*WHAT IS BEING ASKED*
Scan the material below for every line with the string "None", and copy those lines.

--- START ---

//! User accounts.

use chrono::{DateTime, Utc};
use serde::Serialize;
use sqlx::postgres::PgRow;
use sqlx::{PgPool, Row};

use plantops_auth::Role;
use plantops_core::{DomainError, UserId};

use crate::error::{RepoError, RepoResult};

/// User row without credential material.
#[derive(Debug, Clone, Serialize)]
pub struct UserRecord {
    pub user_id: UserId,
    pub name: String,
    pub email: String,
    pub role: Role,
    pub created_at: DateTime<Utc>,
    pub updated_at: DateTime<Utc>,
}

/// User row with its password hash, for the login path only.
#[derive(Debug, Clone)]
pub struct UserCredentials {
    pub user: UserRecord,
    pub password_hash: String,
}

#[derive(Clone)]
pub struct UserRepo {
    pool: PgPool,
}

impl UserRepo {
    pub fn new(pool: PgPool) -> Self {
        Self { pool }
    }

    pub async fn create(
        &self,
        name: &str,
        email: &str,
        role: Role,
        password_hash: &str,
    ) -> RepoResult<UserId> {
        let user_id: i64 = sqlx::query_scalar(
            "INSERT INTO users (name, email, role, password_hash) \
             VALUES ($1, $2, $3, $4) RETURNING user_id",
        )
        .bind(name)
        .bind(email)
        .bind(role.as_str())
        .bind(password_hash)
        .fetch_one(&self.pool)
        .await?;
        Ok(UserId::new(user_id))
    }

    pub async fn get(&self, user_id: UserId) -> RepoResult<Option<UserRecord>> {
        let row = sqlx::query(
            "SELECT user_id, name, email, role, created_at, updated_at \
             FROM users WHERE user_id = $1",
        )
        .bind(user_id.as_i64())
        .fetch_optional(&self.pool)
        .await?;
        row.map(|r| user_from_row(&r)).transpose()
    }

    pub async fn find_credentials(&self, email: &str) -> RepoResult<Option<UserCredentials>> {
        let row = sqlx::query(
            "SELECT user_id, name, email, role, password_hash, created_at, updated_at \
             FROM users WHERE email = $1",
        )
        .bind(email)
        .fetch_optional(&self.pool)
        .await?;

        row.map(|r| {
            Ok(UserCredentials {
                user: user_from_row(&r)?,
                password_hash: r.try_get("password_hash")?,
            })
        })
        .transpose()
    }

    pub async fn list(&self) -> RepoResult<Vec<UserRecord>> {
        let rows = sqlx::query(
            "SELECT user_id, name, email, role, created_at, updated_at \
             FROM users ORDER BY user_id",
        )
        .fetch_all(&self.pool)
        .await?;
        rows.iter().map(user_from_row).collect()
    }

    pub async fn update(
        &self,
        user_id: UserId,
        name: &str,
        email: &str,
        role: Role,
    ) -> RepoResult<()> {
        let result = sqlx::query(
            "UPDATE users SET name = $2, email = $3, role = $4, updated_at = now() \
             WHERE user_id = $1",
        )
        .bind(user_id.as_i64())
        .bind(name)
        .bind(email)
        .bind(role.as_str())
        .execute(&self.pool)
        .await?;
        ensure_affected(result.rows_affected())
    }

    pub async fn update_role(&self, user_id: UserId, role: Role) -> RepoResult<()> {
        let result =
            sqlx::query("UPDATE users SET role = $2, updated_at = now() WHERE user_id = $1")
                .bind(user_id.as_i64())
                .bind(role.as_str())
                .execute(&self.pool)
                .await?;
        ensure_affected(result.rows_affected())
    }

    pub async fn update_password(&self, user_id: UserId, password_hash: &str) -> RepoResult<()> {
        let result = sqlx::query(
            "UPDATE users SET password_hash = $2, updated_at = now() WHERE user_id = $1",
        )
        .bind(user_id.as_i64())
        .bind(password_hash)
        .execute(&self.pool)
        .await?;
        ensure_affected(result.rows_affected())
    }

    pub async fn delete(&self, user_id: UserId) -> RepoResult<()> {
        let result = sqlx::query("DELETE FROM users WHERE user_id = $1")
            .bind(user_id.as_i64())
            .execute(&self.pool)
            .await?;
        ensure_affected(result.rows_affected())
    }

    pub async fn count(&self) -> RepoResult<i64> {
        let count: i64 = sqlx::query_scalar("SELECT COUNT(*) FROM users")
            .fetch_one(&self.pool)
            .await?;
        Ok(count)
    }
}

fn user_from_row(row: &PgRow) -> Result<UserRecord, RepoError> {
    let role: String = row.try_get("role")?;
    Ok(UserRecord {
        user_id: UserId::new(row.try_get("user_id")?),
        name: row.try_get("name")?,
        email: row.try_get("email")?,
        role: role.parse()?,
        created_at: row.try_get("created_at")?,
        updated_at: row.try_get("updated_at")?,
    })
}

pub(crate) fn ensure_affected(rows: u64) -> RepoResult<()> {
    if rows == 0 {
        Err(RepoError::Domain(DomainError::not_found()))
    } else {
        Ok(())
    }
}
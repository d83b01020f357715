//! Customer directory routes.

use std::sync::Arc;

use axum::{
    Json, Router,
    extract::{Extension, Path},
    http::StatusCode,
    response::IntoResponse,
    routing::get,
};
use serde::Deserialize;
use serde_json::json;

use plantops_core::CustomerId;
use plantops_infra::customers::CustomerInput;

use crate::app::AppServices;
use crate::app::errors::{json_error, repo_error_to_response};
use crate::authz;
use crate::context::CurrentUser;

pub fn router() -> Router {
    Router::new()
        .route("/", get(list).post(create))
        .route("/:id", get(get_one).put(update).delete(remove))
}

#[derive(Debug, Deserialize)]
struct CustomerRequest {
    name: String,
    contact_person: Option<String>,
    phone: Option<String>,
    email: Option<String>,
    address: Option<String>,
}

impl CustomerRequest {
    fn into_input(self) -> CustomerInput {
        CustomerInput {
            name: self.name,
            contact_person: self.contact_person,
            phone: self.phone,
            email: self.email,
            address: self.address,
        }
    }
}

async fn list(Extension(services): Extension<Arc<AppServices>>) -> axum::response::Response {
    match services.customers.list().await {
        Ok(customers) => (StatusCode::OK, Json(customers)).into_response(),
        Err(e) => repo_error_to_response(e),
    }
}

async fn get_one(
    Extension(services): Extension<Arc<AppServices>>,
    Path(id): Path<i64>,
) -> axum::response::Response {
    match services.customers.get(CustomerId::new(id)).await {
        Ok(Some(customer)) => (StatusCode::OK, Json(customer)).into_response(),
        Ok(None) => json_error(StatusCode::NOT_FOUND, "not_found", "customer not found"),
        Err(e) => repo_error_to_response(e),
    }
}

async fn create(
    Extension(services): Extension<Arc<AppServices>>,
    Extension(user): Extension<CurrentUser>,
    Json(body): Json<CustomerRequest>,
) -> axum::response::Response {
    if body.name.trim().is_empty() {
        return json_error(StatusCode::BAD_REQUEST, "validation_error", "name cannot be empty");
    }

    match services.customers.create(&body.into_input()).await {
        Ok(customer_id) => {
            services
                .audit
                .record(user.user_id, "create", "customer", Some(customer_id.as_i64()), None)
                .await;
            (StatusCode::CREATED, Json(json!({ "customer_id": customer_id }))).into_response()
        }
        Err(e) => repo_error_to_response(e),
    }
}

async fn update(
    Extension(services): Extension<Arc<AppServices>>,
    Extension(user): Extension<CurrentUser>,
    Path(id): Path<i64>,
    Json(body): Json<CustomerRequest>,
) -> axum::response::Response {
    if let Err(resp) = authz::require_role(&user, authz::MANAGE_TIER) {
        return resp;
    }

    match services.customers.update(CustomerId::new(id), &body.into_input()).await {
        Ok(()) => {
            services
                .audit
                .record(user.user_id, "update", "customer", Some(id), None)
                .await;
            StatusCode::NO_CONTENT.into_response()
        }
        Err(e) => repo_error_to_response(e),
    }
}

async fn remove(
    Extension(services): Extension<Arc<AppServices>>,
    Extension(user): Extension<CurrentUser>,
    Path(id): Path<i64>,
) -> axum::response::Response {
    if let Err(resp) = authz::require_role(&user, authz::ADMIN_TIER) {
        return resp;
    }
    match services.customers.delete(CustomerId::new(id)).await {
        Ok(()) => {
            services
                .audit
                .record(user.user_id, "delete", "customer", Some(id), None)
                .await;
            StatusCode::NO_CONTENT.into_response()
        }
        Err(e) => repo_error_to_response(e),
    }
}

--- END ---

*EXERCISE SOLUTION*
        Ok(None) => json_error(StatusCode::NOT_FOUND, "not_found", "customer not found"),
                .record(user.user_id, "create", "customer", Some(customer_id.as_i64()), None)
                .record(user.user_id, "update", "customer", Some(id), None)
                .record(user.user_id, "delete", "customer", Some(id), None)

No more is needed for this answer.